Brown v Board of Education might be the most well-known Supreme Court decision, a major victory in the fight for civil rights. But in Topeka, the city where the case began, the ruling has left a bittersweet legacy. RH hears from the Browns, the family behind the story.
This is a stunning episode with several ideas and thought’s I’d not previously heard or considered. I feel guilty that I’ve been ignorant to some forces in society like these, but I suspect far too many others are as well. Veritas vos liberabit.
The brilliant idea here is that even the romantic view of Brown v. Board of Education many have isn’t really the victory it might have been. Because the continued racism and segregation of the teachers, things may have become even worse! The Supreme Court should and could have done better and the world would have healed a bit quicker.
Sadly we’ve still got similar problems today and they stretch across many other professions including law enforcement. I wonder what we can do to dramatically improve the teacher diversity problem?

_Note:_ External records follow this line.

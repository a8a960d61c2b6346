//! Validated, sorted, weighted samples
//!
//! Every segmentation starts from a [`WeightedSample`]: positions strictly
//! increasing, weights strictly positive, at least one point. The type can only
//! be built through the two checked constructors below, so downstream code never
//! has to re-check these invariants.
//!
//! - [`WeightedSample::from_weighted`] is the strict path: duplicate positions
//!   are an error.
//! - [`WeightedSample::from_positions`] is the aggregating path: duplicates are
//!   folded into integer weights.

use crate::utils::prefix_sums;
use crate::{Error, Result};
use ordered_float::OrderedFloat;
use std::collections::BTreeMap;
use tracing::trace;

/// A sorted sample of unique positions with strictly positive weights
#[derive(Debug, Clone, PartialEq)]
pub struct WeightedSample {
    positions: Vec<f64>,
    weights: Vec<f64>,
}

/// Check a raw (position, weight) sample without sorting it.
///
/// Checks run in a fixed order: lengths, emptiness, weights, then positions.
/// Duplicate positions are not checked here since they are only an error for
/// the strict entry point.
pub fn validate(positions: &[f64], weights: &[f64]) -> Result<()> {
    if positions.len() != weights.len() {
        return Err(Error::size_mismatch(positions.len(), weights.len()));
    }
    if positions.is_empty() {
        return Err(Error::EmptyInput);
    }
    if let Some((index, &value)) = weights
        .iter()
        .enumerate()
        .find(|(_, w)| w.is_nan() || **w <= 0.0)
    {
        return Err(Error::InvalidWeight { index, value });
    }
    check_finite_positions(positions)
}

fn check_finite_positions(positions: &[f64]) -> Result<()> {
    match positions.iter().position(|x| !x.is_finite()) {
        Some(index) => Err(Error::NonFinitePosition { index }),
        None => Ok(()),
    }
}

impl WeightedSample {
    /// Build a sample from explicit positions and weights.
    ///
    /// The input may be in any order; it is sorted by position with weights
    /// carried along. Fails with [`Error::DuplicatePosition`] when two positions
    /// compare equal.
    pub fn from_weighted(positions: &[f64], weights: &[f64]) -> Result<Self> {
        validate(positions, weights)?;

        let mut pairs: Vec<(f64, f64)> = positions
            .iter()
            .copied()
            .zip(weights.iter().copied())
            .collect();
        // Positions are finite here, so total ordering equals numeric ordering
        // except that -0.0 sorts directly before 0.0, which the scan below catches
        pairs.sort_by(|a, b| a.0.total_cmp(&b.0));

        if let Some(pair) = pairs.windows(2).find(|w| w[0].0 == w[1].0) {
            return Err(Error::DuplicatePosition { value: pair[1].0 });
        }

        let (positions, weights) = pairs.into_iter().unzip();
        Ok(Self { positions, weights })
    }

    /// Build a sample from bare positions, turning repeated values into counts.
    ///
    /// Order of the input is irrelevant. Each unique value gets a weight equal
    /// to its number of occurrences.
    pub fn from_positions(positions: &[f64]) -> Result<Self> {
        if positions.is_empty() {
            return Err(Error::EmptyInput);
        }
        check_finite_positions(positions)?;

        let mut counts: BTreeMap<OrderedFloat<f64>, f64> = BTreeMap::new();
        for &x in positions {
            *counts.entry(OrderedFloat(x)).or_insert(0.0) += 1.0;
        }
        trace!(
            "aggregated {} positions into {} unique values",
            positions.len(),
            counts.len()
        );

        let (positions, weights) = counts.into_iter().map(|(x, c)| (x.0, c)).unzip();
        Ok(Self { positions, weights })
    }

    /// Sorted, strictly increasing positions
    pub fn positions(&self) -> &[f64] {
        &self.positions
    }

    /// Weights aligned with [`positions`](Self::positions)
    pub fn weights(&self) -> &[f64] {
        &self.weights
    }

    /// Number of unique positions
    pub fn len(&self) -> usize {
        self.positions.len()
    }

    /// Always `false`; kept for API symmetry with slices
    pub fn is_empty(&self) -> bool {
        self.positions.is_empty()
    }

    /// Smallest position
    pub fn min(&self) -> f64 {
        self.positions[0]
    }

    /// Largest position
    pub fn max(&self) -> f64 {
        self.positions[self.positions.len() - 1]
    }

    /// Sum of all weights
    pub fn total_weight(&self) -> f64 {
        self.weights.iter().sum()
    }

    /// Cumulative weights, `cum[0] = 0` and `cum[i + 1] = cum[i] + w[i]`
    pub fn cumulative_weights(&self) -> Vec<f64> {
        prefix_sums(&self.weights)
    }

    /// Iterate over `(position, weight)` pairs in position order
    pub fn iter(&self) -> impl Iterator<Item = (f64, f64)> + '_ {
        self.positions.iter().copied().zip(self.weights.iter().copied())
    }

    /// Split into owned position and weight vectors
    pub fn into_parts(self) -> (Vec<f64>, Vec<f64>) {
        (self.positions, self.weights)
    }
}

#[cfg(test)]
mod tests {
    use super::*;

    #[test]
    fn test_validation_order() {
        // Length is checked before emptiness or weights
        assert!(matches!(
            validate(&[1.0, 2.0, 3.0], &[1.0, 2.0]),
            Err(Error::LengthMismatch { positions: 3, weights: 2 })
        ));
        assert!(matches!(validate(&[], &[]), Err(Error::EmptyInput)));
        assert!(matches!(
            validate(&[1.0, 2.0], &[1.0, 0.0]),
            Err(Error::InvalidWeight { index: 1, .. })
        ));
        assert!(matches!(
            validate(&[1.0, 2.0], &[-3.0, 1.0]),
            Err(Error::InvalidWeight { index: 0, .. })
        ));
        assert!(matches!(
            validate(&[1.0, 2.0], &[1.0, f64::NAN]),
            Err(Error::InvalidWeight { index: 1, .. })
        ));
        assert!(matches!(
            validate(&[1.0, f64::INFINITY], &[1.0, 1.0]),
            Err(Error::NonFinitePosition { index: 1 })
        ));
    }

    #[test]
    fn test_from_weighted_sorts_and_carries_weights() {
        let sample = WeightedSample::from_weighted(&[3.0, 1.0, 2.0], &[30.0, 10.0, 20.0]).unwrap();
        assert_eq!(sample.positions(), &[1.0, 2.0, 3.0]);
        assert_eq!(sample.weights(), &[10.0, 20.0, 30.0]);
        assert_eq!(sample.min(), 1.0);
        assert_eq!(sample.max(), 3.0);
        assert_eq!(sample.total_weight(), 60.0);
    }

    #[test]
    fn test_from_weighted_rejects_duplicates() {
        assert!(matches!(
            WeightedSample::from_weighted(&[1.0, 1.0], &[1.0, 1.0]),
            Err(Error::DuplicatePosition { value }) if value == 1.0
        ));
        // Duplicates need not be adjacent in the input
        assert!(matches!(
            WeightedSample::from_weighted(&[2.0, 5.0, 2.0], &[1.0, 1.0, 1.0]),
            Err(Error::DuplicatePosition { .. })
        ));
        // Signed zeros compare equal
        assert!(matches!(
            WeightedSample::from_weighted(&[0.0, -0.0], &[1.0, 1.0]),
            Err(Error::DuplicatePosition { .. })
        ));
    }

    #[test]
    fn test_from_positions_aggregates() {
        let sample = WeightedSample::from_positions(&[2.0, 1.0, 2.0, 3.0, 2.0, 1.0]).unwrap();
        assert_eq!(sample.positions(), &[1.0, 2.0, 3.0]);
        assert_eq!(sample.weights(), &[2.0, 3.0, 1.0]);
        assert_eq!(sample.total_weight(), 6.0);
    }

    #[test]
    fn test_from_positions_rejects_bad_input() {
        assert!(matches!(WeightedSample::from_positions(&[]), Err(Error::EmptyInput)));
        assert!(matches!(
            WeightedSample::from_positions(&[1.0, f64::NAN]),
            Err(Error::NonFinitePosition { index: 1 })
        ));
    }

    #[test]
    fn test_cumulative_weights() {
        let sample = WeightedSample::from_weighted(&[0.0, 1.0, 2.0], &[1.0, 2.0, 3.0]).unwrap();
        assert_eq!(sample.cumulative_weights(), vec![0.0, 1.0, 3.0, 6.0]);
    }
}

Those who appreciated this episode are likely to appreciate this recent episode of The Daily’s podcast: Racism’s Punishing Reachwhich has several examples that underline the importance of teachers and provides some studies that just weren’t available at the time of Brown v. Board.
I hope to circle back and create a playlist of some of the more interesting things I’ve heard in the last year on the history of race and racism in the United States. This would certainly fit into that list.
In the early ’90s, Hank Rowan gave $100 million to a university in New Jersey, an act of extraordinary generosity that helped launch the greatest explosion in educational philanthropy since the days of Andrew Carnegie and the Rockefellers. But Rowan gave his money to Glassboro State University, a tiny, almost bankrupt school in South Jersey, while almost all of the philanthropists who followed his lead made their donations to elite schools such as Harvard and Yale. Why did no one follow Rowan’s example?
“My Little Hundred Million” is the third part of Revisionist History’s educational miniseries. It looks at the hidden ideologies behind giving and how a strange set of ideas has hijacked educational philanthropy.
The key idea laid out stunningly here is strong links versus weak links.
I’m generally flabbergasted by the general idea proposed here and will have to do some more research in the near future to play around further with the ideas presented. Fortunately, in addition to the education specific idea presented, Gladwell also comes up with an additional few examples in sports by using the differences between soccer and basketball to show the subtle differences.
If he and his lab aren’t aware of the general concept, I would recommend this particular podcast and the concept of strong and weak links to César Hidalgo (t) who might actually have some troves of economics data to use to play around with some general modeling to expand upon these ideas. I’ve been generally enamored of Hidalgo’s general thesis about the overall value of links as expressed in Why Information Grows: The Evolution of Order, from Atoms to Economies1. I often think of it with relation to political economies and how the current administration seems to be (often quietly) destroying large amounts of value by breaking down a variety of economic, social, and political links within the United States as well as between our country and others.
I wonder if the additional ideas about the differences between strong and weak links might further improve these broader ideas. The general ideas behind statistical mechanics and statistics make me think that Gladwell, like Hidalgo, is certainly onto a strong idea which can be continued to be refined to improve billions of lives. I’ll have to start some literature searches now…
Hidalgo C. Why Information Grows: The Evolution of Order, from Atoms to Economies. New York: Basic Books; 2015.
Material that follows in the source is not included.